Recently, Professor Li Li's team at Northeastern University School of Metallurgy has made significant progress in the research of recycling and reuse of cathode materials of used lithium-ion batteries. The related research results have been published in Acta Materialia, the top international journal in the field of metals, under the title of “Direct regeneration of spent LiCoO2 cathodes with Ca2+-assisted molten salt strategy”. NEU is the first completion unit, and Professor Li Li is the corresponding author.
The team proposed a simple trace calcium-assisted molten salt strategy for direct regeneration of degraded LiCoO2. The regeneration kinetics of degraded LiCoO2 was optimized by introducing a trace amount of cheap Ca2+ into the molten salt environment to promote the generation of ordered structures and uniform stable interfaces, and at the same time, the uniform embedding of Ca2+ in some of the lithium vacancies was achieved, which enhanced the structural stability of the regenerated LiCoO2 in the process of the electrochemical reaction, accelerated the reaction kinetics, and obtained a high multiplicity and a long cycling stability performance.

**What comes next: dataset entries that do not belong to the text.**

//! # Animation 模块
//!
//! 单条补间：一个 f32 值沿时间轴从起点走到终点，不关心值属于哪个对象。
//!
//! 时间轴只记一个累计时钟，延迟、进度都由时钟推算。
//! 起点可以留空，等延迟结束、真正开始的那一帧再由动画系统填入对象的当前值。

use super::EasingFunction;

/// 动画 ID
#[derive(Debug, Clone, Copy, PartialEq, Eq, Hash, PartialOrd, Ord)]
pub struct AnimationId(pub u64);

impl AnimationId {
    pub fn new(id: u64) -> Self {
        Self(id)
    }
}

/// 补间所处阶段
#[derive(Debug, Clone, Copy, PartialEq, Eq, Default)]
pub enum AnimationState {
    /// 延迟中，尚未写值
    #[default]
    Delayed,
    Running,
    Completed,
    /// 被跳过，值已直接到终点
    Skipped,
}

impl AnimationState {
    /// 仍需每帧推进
    pub fn is_active(&self) -> bool {
        matches!(self, Self::Delayed | Self::Running)
    }

    pub fn is_finished(&self) -> bool {
        matches!(self, Self::Completed | Self::Skipped)
    }
}

/// 单条补间
#[derive(Debug, Clone)]
pub struct Animation {
    pub id: AnimationId,
    /// 起点，`None` 表示开始时再读取
    start: Option<f32>,
    /// 终点
    pub to: f32,
    /// 时长（秒）
    pub duration: f32,
    pub easing: EasingFunction,
    /// 延迟（秒）
    pub delay: f32,
    state: AnimationState,
    /// 自创建起累计的时间
    clock: f32,
}

impl Animation {
    pub fn new(id: AnimationId, start: Option<f32>, to: f32, duration: f32) -> Self {
        Self {
            id,
            start,
            to,
            duration: duration.max(0.0),
            easing: EasingFunction::default(),
            delay: 0.0,
            state: AnimationState::Delayed,
            clock: 0.0,
        }
    }

    pub fn eased(mut self, easing: EasingFunction) -> Self {
        self.easing = easing;
        self
    }

    pub fn after(mut self, delay: f32) -> Self {
        self.delay = delay.max(0.0);
        self
    }

    pub fn state(&self) -> AnimationState {
        self.state
    }

    pub fn is_active(&self) -> bool {
        self.state.is_active()
    }

    pub fn is_finished(&self) -> bool {
        self.state.is_finished()
    }

    /// 已开始但起点还没填
    pub fn wants_start(&self) -> bool {
        self.start.is_none() && self.state == AnimationState::Running
    }

    /// 填入起点
    pub fn start_at(&mut self, value: f32) {
        self.start = Some(value);
    }

    /// 推进时钟，返回是否仍在进行
    pub fn advance(&mut self, dt: f32) -> bool {
        if !self.state.is_active() {
            return false;
        }
        self.clock += dt;
        let played = self.clock - self.delay;
        if played < 0.0 {
            return true;
        }
        self.state = if self.duration <= 0.0 || played >= self.duration {
            AnimationState::Completed
        } else {
            AnimationState::Running
        };
        self.state.is_active()
    }

    /// 已应用缓动的进度，Back / Elastic 可能越出 0..1
    pub fn progress(&self) -> f32 {
        match self.state {
            AnimationState::Delayed => 0.0,
            AnimationState::Completed | AnimationState::Skipped => 1.0,
            AnimationState::Running => self
                .easing
                .apply((self.clock - self.delay) / self.duration),
        }
    }

    /// 本帧应写入对象的值
    ///
    /// 延迟中或起点未填时为 `None`；结束后精确等于终点。
    pub fn value(&self) -> Option<f32> {
        match self.state {
            AnimationState::Delayed => None,
            AnimationState::Completed | AnimationState::Skipped => Some(self.to),
            AnimationState::Running => {
                let start = self.start?;
                Some(start + (self.to - start) * self.progress())
            }
        }
    }

    /// 直接跳到终点
    pub fn skip(&mut self) {
        if self.state.is_active() {
            self.state = AnimationState::Skipped;
        }
    }
}
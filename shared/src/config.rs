//! Configuration for Peertun
//!
//! Loaded from an optional peertun.yml, then overridden by PEERTUN_*
//! environment variables. Every field has a working default so both
//! binaries run with no configuration at all.

use serde::{Deserialize, Serialize};
use std::path::Path;

use crate::error::{Error, Result};

/// Tunnel configuration shared by both roles.
#[derive(Debug, Clone, Serialize, Deserialize)]
pub struct Config {
    /// Session identifier both peers must agree on.
    /// Env: `PEERTUN_SESSION`. Default: `my-secret-tunnel`.
    #[serde(default = "default_session")]
    pub session_id: String,

    /// MQTT signaling broker as `host:port`.
    /// Env: `PEERTUN_BROKER`. Default: `test.mosquitto.org:1883`.
    #[serde(default = "default_broker")]
    pub broker: String,

    /// Port the client-side HTTP listener binds to.
    /// Env: `PEERTUN_LISTEN_PORT`. Default: `8080`.
    #[serde(default = "default_listen_port")]
    pub listen_port: u16,

    /// Hostname the host role forwards requests to.
    /// Env: `PEERTUN_TARGET_HOST`. Default: `127.0.0.1`.
    #[serde(default = "default_target_host")]
    pub target_host: String,

    /// Port the host role forwards requests to.
    /// Env: `PEERTUN_TARGET_PORT`. Default: `3000`.
    #[serde(default = "default_target_port")]
    pub target_port: u16,
}

impl Default for Config {
    fn default() -> Self {
        Self {
            session_id: default_session(),
            broker: default_broker(),
            listen_port: default_listen_port(),
            target_host: default_target_host(),
            target_port: default_target_port(),
        }
    }
}

fn default_session() -> String {
    "my-secret-tunnel".to_string()
}

fn default_broker() -> String {
    "test.mosquitto.org:1883".to_string()
}

fn default_listen_port() -> u16 {
    8080
}

fn default_target_host() -> String {
    "127.0.0.1".to_string()
}

fn default_target_port() -> u16 {
    3000
}

impl Config {
    /// Load configuration: file (if any), then environment overrides.
    pub fn load() -> Result<Self> {
        let mut config = match Self::find_config() {
            Some(path) => Self::from_file(&path)?,
            None => Self::default(),
        };
        config.apply_env();
        config.validate()?;
        Ok(config)
    }

    /// Parse a YAML config file.
    pub fn from_file(path: &Path) -> Result<Self> {
        let content = std::fs::read_to_string(path)?;
        serde_yaml::from_str(&content)
            .map_err(|e| Error::Config(format!("{}: {}", path.display(), e)))
    }

    /// Apply PEERTUN_* environment variable overrides.
    fn apply_env(&mut self) {
        if let Ok(v) = std::env::var("PEERTUN_SESSION") {
            self.session_id = v;
        }
        if let Ok(v) = std::env::var("PEERTUN_BROKER") {
            self.broker = v;
        }
        if let Ok(v) = std::env::var("PEERTUN_LISTEN_PORT") {
            if let Ok(port) = v.parse() {
                self.listen_port = port;
            }
        }
        if let Ok(v) = std::env::var("PEERTUN_TARGET_HOST") {
            self.target_host = v;
        }
        if let Ok(v) = std::env::var("PEERTUN_TARGET_PORT") {
            if let Ok(port) = v.parse() {
                self.target_port = port;
            }
        }
    }

    fn validate(&self) -> Result<()> {
        if self.session_id.is_empty() {
            return Err(Error::Config("Session id cannot be empty".into()));
        }
        if self.broker.is_empty() {
            return Err(Error::Config("Broker address cannot be empty".into()));
        }
        if self.listen_port == 0 || self.target_port == 0 {
            return Err(Error::Config("Ports must be non-zero".into()));
        }
        Ok(())
    }

    /// Broker address split into `(host, port)`.
    pub fn broker_addr(&self) -> (String, u16) {
        match self.broker.rsplit_once(':') {
            Some((host, port)) => (
                host.to_string(),
                port.parse().unwrap_or(default_broker_port()),
            ),
            None => (self.broker.clone(), default_broker_port()),
        }
    }

    /// Search for a config file in standard locations.
    pub fn find_config() -> Option<std::path::PathBuf> {
        let candidates = ["peertun.yml", "peertun.yaml", ".peertun.yml"];

        for name in &candidates {
            let path = std::path::PathBuf::from(name);
            if path.exists() {
                return Some(path);
            }
        }

        if let Some(home) = dirs::home_dir() {
            for name in &candidates {
                let path = home.join(name);
                if path.exists() {
                    return Some(path);
                }
            }
        }

        None
    }
}

fn default_broker_port() -> u16 {
    1883
}
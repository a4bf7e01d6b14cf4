//! Chunking codec for oversized payloads.
//!
//! The data channel has a safe per-message limit well below what a large
//! request body can produce, so any payload bigger than [`FRAGMENT_SIZE`]
//! is split into ordered, correlation-tagged fragments and reassembled on
//! the receiving side. Per-response body streaming has its own framing and
//! does not go through this codec.

use base64::engine::general_purpose::STANDARD as BASE64;
use base64::Engine;
use serde::{Deserialize, Serialize};
use std::collections::HashMap;
use tracing::warn;

use crate::error::Result;

/// Safe fragment payload bound for a single data-channel message (16 KiB).
pub const FRAGMENT_SIZE: usize = 16 * 1024;

/// One fragment of a split payload.
#[derive(Debug, Clone, PartialEq, Serialize, Deserialize)]
#[serde(tag = "type", rename = "chunk")]
pub struct Fragment {
    pub id: String,
    pub idx: u32,
    pub total: u32,
    pub data: String,
}

/// Split `payload` into fragments tagged with `id`.
///
/// An empty payload still yields one (empty) fragment so the receiving side
/// always sees a complete message.
pub fn split(payload: &[u8], id: &str) -> Vec<Fragment> {
    let total = payload.len().div_ceil(FRAGMENT_SIZE).max(1) as u32;
    let mut fragments = Vec::with_capacity(total as usize);

    for idx in 0..total {
        let start = idx as usize * FRAGMENT_SIZE;
        let end = (start + FRAGMENT_SIZE).min(payload.len());
        fragments.push(Fragment {
            id: id.to_string(),
            idx,
            total,
            data: BASE64.encode(&payload[start..end]),
        });
    }
    fragments
}

struct Partial {
    total: u32,
    received: u32,
    parts: Vec<Option<Vec<u8>>>,
}

/// Buffers fragments per correlation id until a payload is complete.
#[derive(Default)]
pub struct Reassembler {
    partials: HashMap<String, Partial>,
}

impl Reassembler {
    pub fn new() -> Self {
        Self::default()
    }

    /// Feed one fragment. Returns the reassembled payload once all `total`
    /// fragments for its id have arrived, `None` while still partial.
    pub fn push(&mut self, fragment: Fragment) -> Result<Option<Vec<u8>>> {
        let data = BASE64.decode(&fragment.data)?;

        let partial = self
            .partials
            .entry(fragment.id.clone())
            .or_insert_with(|| Partial {
                total: fragment.total,
                received: 0,
                parts: vec![None; fragment.total as usize],
            });

        if fragment.total != partial.total || fragment.idx >= partial.total {
            warn!(
                id = %fragment.id,
                idx = fragment.idx,
                total = fragment.total,
                "Dropping inconsistent fragment"
            );
            return Ok(None);
        }

        let slot = &mut partial.parts[fragment.idx as usize];
        if slot.is_none() {
            *slot = Some(data);
            partial.received += 1;
        }

        if partial.received < partial.total {
            return Ok(None);
        }

        let partial = self.partials.remove(&fragment.id).expect("entry exists");
        let mut whole = Vec::new();
        for part in partial.parts {
            whole.extend_from_slice(&part.expect("all fragments received"));
        }
        Ok(Some(whole))
    }

    /// Number of payloads still awaiting fragments.
    pub fn pending(&self) -> usize {
        self.partials.len()
    }
}
//! Local HTTP listener and request multiplexer.
//!
//! Every inbound request gets a fresh correlation id and a pending entry
//! holding its response sink; tunnel messages arriving on the shared data
//! channel are replayed onto the matching sink in channel order. Each
//! request sees exactly one terminal outcome: a completed stream, an error
//! body, or an immediate 503 while the tunnel is down.

use async_stream::stream;
use axum::body::Body;
use axum::extract::State;
use axum::http::{HeaderName, HeaderValue, Request, StatusCode};
use axum::response::{IntoResponse, Response};
use bytes::Bytes;
use dashmap::DashMap;
use std::io;
use std::sync::Arc;
use tokio::sync::{mpsc, oneshot};
use tracing::{info, warn};

use peertun_shared::chunk::Reassembler;
use peertun_shared::peer::{PeerEvent, PeerHandle};
use peertun_shared::protocol::{self, decode_frame, TunnelMessage};

/// Cap on buffered request bodies; request bodies are not streamed.
const MAX_BODY_SIZE: usize = 10 * 1024 * 1024;

struct ResponseHead {
    status: u16,
    headers: Vec<(String, String)>,
}

/// Sink half of one in-flight request.
struct PendingResponse {
    head: Option<oneshot::Sender<ResponseHead>>,
    body: mpsc::UnboundedSender<io::Result<Bytes>>,
}

#[derive(Clone)]
pub struct ClientState {
    peer: PeerHandle,
    pending: Arc<DashMap<String, PendingResponse>>,
}

impl ClientState {
    pub fn new(peer: PeerHandle) -> Self {
        Self {
            peer,
            pending: Arc::new(DashMap::new()),
        }
    }

    /// Drop every pending sink. Orphaned callers observe their response
    /// stream closing; no terminal tunnel message will ever arrive for them.
    fn clear_pending(&self) -> usize {
        let orphaned = self.pending.len();
        self.pending.clear();
        orphaned
    }
}

/// Proxy one local HTTP request through the tunnel.
pub async fn proxy_handler(State(state): State<ClientState>, req: Request<Body>) -> Response {
    if !state.peer.is_connected() {
        return (
            StatusCode::SERVICE_UNAVAILABLE,
            "Tunnel not connected yet. Please wait...",
        )
            .into_response();
    }

    let method = req.method().to_string();
    let url = req
        .uri()
        .path_and_query()
        .map(|pq| pq.as_str().to_string())
        .unwrap_or_else(|| "/".to_string());
    let headers: Vec<(String, String)> = req
        .headers()
        .iter()
        .filter_map(|(k, v)| {
            v.to_str()
                .ok()
                .map(|val| (k.as_str().to_string(), val.to_string()))
        })
        .collect();

    let body_bytes = match axum::body::to_bytes(req.into_body(), MAX_BODY_SIZE).await {
        Ok(b) => b,
        Err(_) => {
            return (StatusCode::PAYLOAD_TOO_LARGE, "Request body too large").into_response()
        }
    };

    let req_id = protocol::request_id();
    let (head_tx, head_rx) = oneshot::channel();
    let (body_tx, mut body_rx) = mpsc::unbounded_channel();
    state.pending.insert(
        req_id.clone(),
        PendingResponse {
            head: Some(head_tx),
            body: body_tx,
        },
    );

    let message = TunnelMessage::Request {
        req_id: req_id.clone(),
        method,
        url,
        headers,
        body: if body_bytes.is_empty() {
            None
        } else {
            Some(protocol::to_base64(&body_bytes))
        },
    };

    if let Err(e) = state.peer.send(&message).await {
        warn!("Failed to send request through tunnel: {}", e);
        state.pending.remove(&req_id);
        return (
            StatusCode::INTERNAL_SERVER_ERROR,
            "Failed to send request through tunnel",
        )
            .into_response();
    }

    // Resolved by response-start, or by the sweep on peer loss.
    let head = match head_rx.await {
        Ok(head) => head,
        Err(_) => {
            return (
                StatusCode::BAD_GATEWAY,
                "Tunnel disconnected before a response arrived",
            )
                .into_response()
        }
    };

    let mut builder =
        Response::builder().status(StatusCode::from_u16(head.status).unwrap_or(StatusCode::OK));
    if let Some(headers_mut) = builder.headers_mut() {
        for (k, v) in head.headers {
            if let (Ok(name), Ok(value)) = (
                HeaderName::from_bytes(k.as_bytes()),
                HeaderValue::from_str(&v),
            ) {
                headers_mut.append(name, value);
            }
        }
    }

    let body = Body::from_stream(stream! {
        while let Some(chunk) = body_rx.recv().await {
            yield chunk;
        }
    });

    match builder.body(body) {
        Ok(resp) => resp.into_response(),
        Err(_) => (StatusCode::INTERNAL_SERVER_ERROR, "Response build error").into_response(),
    }
}

/// Consume peer events and replay tunnel messages onto pending sinks.
pub async fn dispatch(state: ClientState, mut events: mpsc::Receiver<PeerEvent>) {
    let mut reassembler = Reassembler::new();
    while let Some(event) = events.recv().await {
        match event {
            PeerEvent::Connected => info!("Connected to host. Ready to browse"),
            PeerEvent::Data(frame) => match decode_frame(&frame, &mut reassembler) {
                Ok(Some(message)) => handle_message(&state, message),
                Ok(None) => {}
                Err(e) => warn!("Dropping invalid tunnel message: {}", e),
            },
            PeerEvent::Closed => {
                reassembler = Reassembler::new();
                let orphaned = state.clear_pending();
                if orphaned > 0 {
                    warn!("Disconnected with {} request(s) in flight", orphaned);
                }
            }
        }
    }
}

fn handle_message(state: &ClientState, message: TunnelMessage) {
    match message {
        TunnelMessage::ResponseStart {
            req_id,
            status_code,
            headers,
        } => {
            if let Some(mut entry) = state.pending.get_mut(&req_id) {
                if let Some(head) = entry.head.take() {
                    let _ = head.send(ResponseHead {
                        status: status_code,
                        headers,
                    });
                }
            }
        }
        TunnelMessage::ResponseChunk { req_id, data } => {
            if let Some(entry) = state.pending.get(&req_id) {
                match protocol::from_base64(&data) {
                    Ok(bytes) => {
                        let _ = entry.body.send(Ok(Bytes::from(bytes)));
                    }
                    Err(e) => warn!("Dropping undecodable chunk for {}: {}", req_id, e),
                }
            }
        }
        TunnelMessage::ResponseEnd { req_id } => {
            // Dropping the entry closes the body stream cleanly.
            state.pending.remove(&req_id);
        }
        TunnelMessage::ResponseError { req_id, error } => {
            if let Some((_, mut entry)) = state.pending.remove(&req_id) {
                warn!("Tunnel error for request {}: {}", req_id, error);
                match entry.head.take() {
                    Some(head) => {
                        let _ = head.send(ResponseHead {
                            status: 500,
                            headers: vec![],
                        });
                        let _ = entry
                            .body
                            .send(Ok(Bytes::from(format!("Tunnel Error: {}", error))));
                    }
                    None => {
                        // Headers already written: abort the stream so the
                        // caller sees a truncated transfer, not a clean end.
                        let _ = entry
                            .body
                            .send(Err(io::Error::other(format!("Tunnel Error: {}", error))));
                    }
                }
            }
        }
        TunnelMessage::Request { req_id, .. } => {
            warn!("Ignoring unexpected request message (reqId {})", req_id);
        }
    }
}

#[cfg(test)]
mod tests {
    use super::*;
    use peertun_shared::protocol::to_base64;

    fn local_request(method: &str, uri: &str, body: Body) -> Request<Body> {
        Request::builder()
            .method(method)
            .uri(uri)
            .body(body)
            .unwrap()
    }

    async fn body_string(resp: Response) -> String {
        let bytes = axum::body::to_bytes(resp.into_body(), usize::MAX)
            .await
            .unwrap();
        String::from_utf8(bytes.to_vec()).unwrap()
    }

    /// Pull the next outbound request frame and return its correlation id.
    async fn next_req_id(rx: &mut mpsc::Receiver<Bytes>) -> String {
        let frame = rx.recv().await.unwrap();
        let mut reasm = Reassembler::new();
        match decode_frame(&frame, &mut reasm).unwrap() {
            Some(TunnelMessage::Request { req_id, .. }) => req_id,
            other => panic!("expected request frame, got {:?}", other),
        }
    }

    #[tokio::test]
    async fn test_fail_fast_when_disconnected() {
        let (peer, _rx) = PeerHandle::channel(8);
        let state = ClientState::new(peer);

        let resp = proxy_handler(
            State(state.clone()),
            local_request("GET", "/hello", Body::empty()),
        )
        .await;

        assert_eq!(resp.status(), StatusCode::SERVICE_UNAVAILABLE);
        assert!(state.pending.is_empty());
    }

    #[tokio::test]
    async fn test_streamed_response_round_trip() {
        let (peer, mut out_rx) = PeerHandle::channel(8);
        peer.set_connected(true);
        let state = ClientState::new(peer);

        let task = tokio::spawn(proxy_handler(
            State(state.clone()),
            local_request("GET", "/hello", Body::empty()),
        ));

        let req_id = next_req_id(&mut out_rx).await;
        handle_message(
            &state,
            TunnelMessage::ResponseStart {
                req_id: req_id.clone(),
                status_code: 200,
                headers: vec![("x-test".into(), "1".into())],
            },
        );
        handle_message(
            &state,
            TunnelMessage::ResponseChunk {
                req_id: req_id.clone(),
                data: to_base64(b"wor"),
            },
        );
        handle_message(
            &state,
            TunnelMessage::ResponseChunk {
                req_id: req_id.clone(),
                data: to_base64(b"ld"),
            },
        );
        handle_message(&state, TunnelMessage::ResponseEnd { req_id: req_id.clone() });

        let resp = task.await.unwrap();
        assert_eq!(resp.status(), StatusCode::OK);
        assert_eq!(resp.headers().get("x-test").unwrap(), "1");
        assert_eq!(body_string(resp).await, "world");
        assert!(state.pending.is_empty());

        // late messages for a finished request are ignored
        handle_message(&state, TunnelMessage::ResponseEnd { req_id });
        assert!(state.pending.is_empty());
    }

    #[tokio::test]
    async fn test_forwarding_error_becomes_500() {
        let (peer, mut out_rx) = PeerHandle::channel(8);
        peer.set_connected(true);
        let state = ClientState::new(peer);

        let task = tokio::spawn(proxy_handler(
            State(state.clone()),
            local_request("GET", "/broken", Body::empty()),
        ));

        let req_id = next_req_id(&mut out_rx).await;
        handle_message(
            &state,
            TunnelMessage::ResponseError {
                req_id,
                error: "connection refused".into(),
            },
        );

        let resp = task.await.unwrap();
        assert_eq!(resp.status(), StatusCode::INTERNAL_SERVER_ERROR);
        assert_eq!(body_string(resp).await, "Tunnel Error: connection refused");
        assert!(state.pending.is_empty());
    }

    #[tokio::test]
    async fn test_concurrent_requests_correlate_independently() {
        let (peer, mut out_rx) = PeerHandle::channel(8);
        peer.set_connected(true);
        let state = ClientState::new(peer);

        let slow = tokio::spawn(proxy_handler(
            State(state.clone()),
            local_request("GET", "/slow", Body::empty()),
        ));
        let slow_id = next_req_id(&mut out_rx).await;

        let fast = tokio::spawn(proxy_handler(
            State(state.clone()),
            local_request("GET", "/fast", Body::empty()),
        ));
        let fast_id = next_req_id(&mut out_rx).await;
        assert_ne!(slow_id, fast_id);

        // interleave: fast completes while slow is still streaming
        handle_message(
            &state,
            TunnelMessage::ResponseStart {
                req_id: slow_id.clone(),
                status_code: 200,
                headers: vec![],
            },
        );
        handle_message(
            &state,
            TunnelMessage::ResponseError {
                req_id: fast_id,
                error: "connection refused".into(),
            },
        );
        handle_message(
            &state,
            TunnelMessage::ResponseChunk {
                req_id: slow_id.clone(),
                data: to_base64(b"ok"),
            },
        );
        handle_message(&state, TunnelMessage::ResponseEnd { req_id: slow_id });

        let fast_resp = fast.await.unwrap();
        assert_eq!(fast_resp.status(), StatusCode::INTERNAL_SERVER_ERROR);

        let slow_resp = slow.await.unwrap();
        assert_eq!(slow_resp.status(), StatusCode::OK);
        assert_eq!(body_string(slow_resp).await, "ok");
    }

    #[tokio::test]
    async fn test_peer_loss_sweeps_pending() {
        let (peer, mut out_rx) = PeerHandle::channel(8);
        peer.set_connected(true);
        let state = ClientState::new(peer);

        let task = tokio::spawn(proxy_handler(
            State(state.clone()),
            local_request("GET", "/orphaned", Body::empty()),
        ));
        let _ = next_req_id(&mut out_rx).await;

        assert_eq!(state.clear_pending(), 1);

        let resp = task.await.unwrap();
        assert_eq!(resp.status(), StatusCode::BAD_GATEWAY);
        assert!(state.pending.is_empty());
    }
}
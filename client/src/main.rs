use anyhow::{Context, Result};
use axum::routing::any;
use axum::Router;
use std::net::SocketAddr;
use tokio::sync::mpsc;
use tracing::info;
use tracing_subscriber::EnvFilter;

mod proxy;

use peertun_shared::config::Config;
use peertun_shared::peer::{self, PeerHandle};
use peertun_shared::protocol::Role;
use proxy::ClientState;

#[tokio::main]
async fn main() -> Result<()> {
    tracing_subscriber::fmt()
        .with_env_filter(EnvFilter::try_from_default_env().unwrap_or_else(|_| EnvFilter::new("info")))
        .init();

    let config = Config::load().context("Failed to load configuration")?;

    let (peer_handle, outbound_rx) = PeerHandle::channel(256);
    let (event_tx, event_rx) = mpsc::channel(256);
    let state = ClientState::new(peer_handle.clone());

    tokio::spawn(peer::run(
        config.clone(),
        Role::Client,
        peer_handle,
        outbound_rx,
        event_tx,
    ));
    tokio::spawn(proxy::dispatch(state.clone(), event_rx));

    println!("\n╔══════════════════════════════════════════════════════════════╗");
    println!("║  Peertun Client                                              ║");
    println!("╠══════════════════════════════════════════════════════════════╣");
    println!("║  Session: {:<50} ║", config.session_id);
    println!("║  Browse:  http://localhost:{:<33} ║", config.listen_port);
    println!("╚══════════════════════════════════════════════════════════════╝\n");

    let app = Router::new()
        .fallback(any(proxy::proxy_handler))
        .with_state(state);

    let addr = SocketAddr::from(([127, 0, 0, 1], config.listen_port));
    info!(
        "Client listening on {} (session: {})",
        addr, config.session_id
    );

    let listener = tokio::net::TcpListener::bind(addr)
        .await
        .with_context(|| format!("Failed to bind {}", addr))?;
    axum::serve(listener, app).await?;
    Ok(())
}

The research results have achieved efficient recycling and reuse of degraded cathode materials from used lithium-ion batteries, which not only effectively reduces the supply-side pressure of valuable metals and promotes the sustainable development of the economy, but also avoids the possibility of environmental pollution by the leakage of heavy metals or organic electrolytes. Currently, recycling methods can be categorized into three main groups: traditional pyrometallurgy, hydrometallurgy and direct regeneration. The high energy consumption, strong pollution and complex processes of traditional pyrometallurgy and hydrometallurgy have led to significant limitations in their application in environmental and economic scenarios. In contrast, direct regeneration, which does not destroy the original structure and directly replenishes the lost elements with in-situ repair of the damaged structure, is seen as a more attractive alternative. The exploration of a direct regeneration method for degraded LiCoO2 cathode materials is based on the advantages of its huge market retention, wide application fields, relatively stable atomic structure, and excellent electrochemical properties. Realizing the direct regeneration of degraded LiCoO2 could provide a boost to the development of current consumer electronics market. The presence of Ca2+ not only optimizes the regeneration kinetics of regenerated LiCoO2 in molten salt environments, but also maximizes the structural stability, multiplicative performance under high currents, and cycling stability performance of regenerated LiCoO2 by uniformly embedding it into the lithium vacancies. This work not only provides new insights into the direct regeneration of degraded LiCoO2 cathode materials, but also provides a new means for a viable solution for recycling waste batteries in the future. In the process of research, the Analysis and Testing Center of NEU provided important support for data collection and characterization.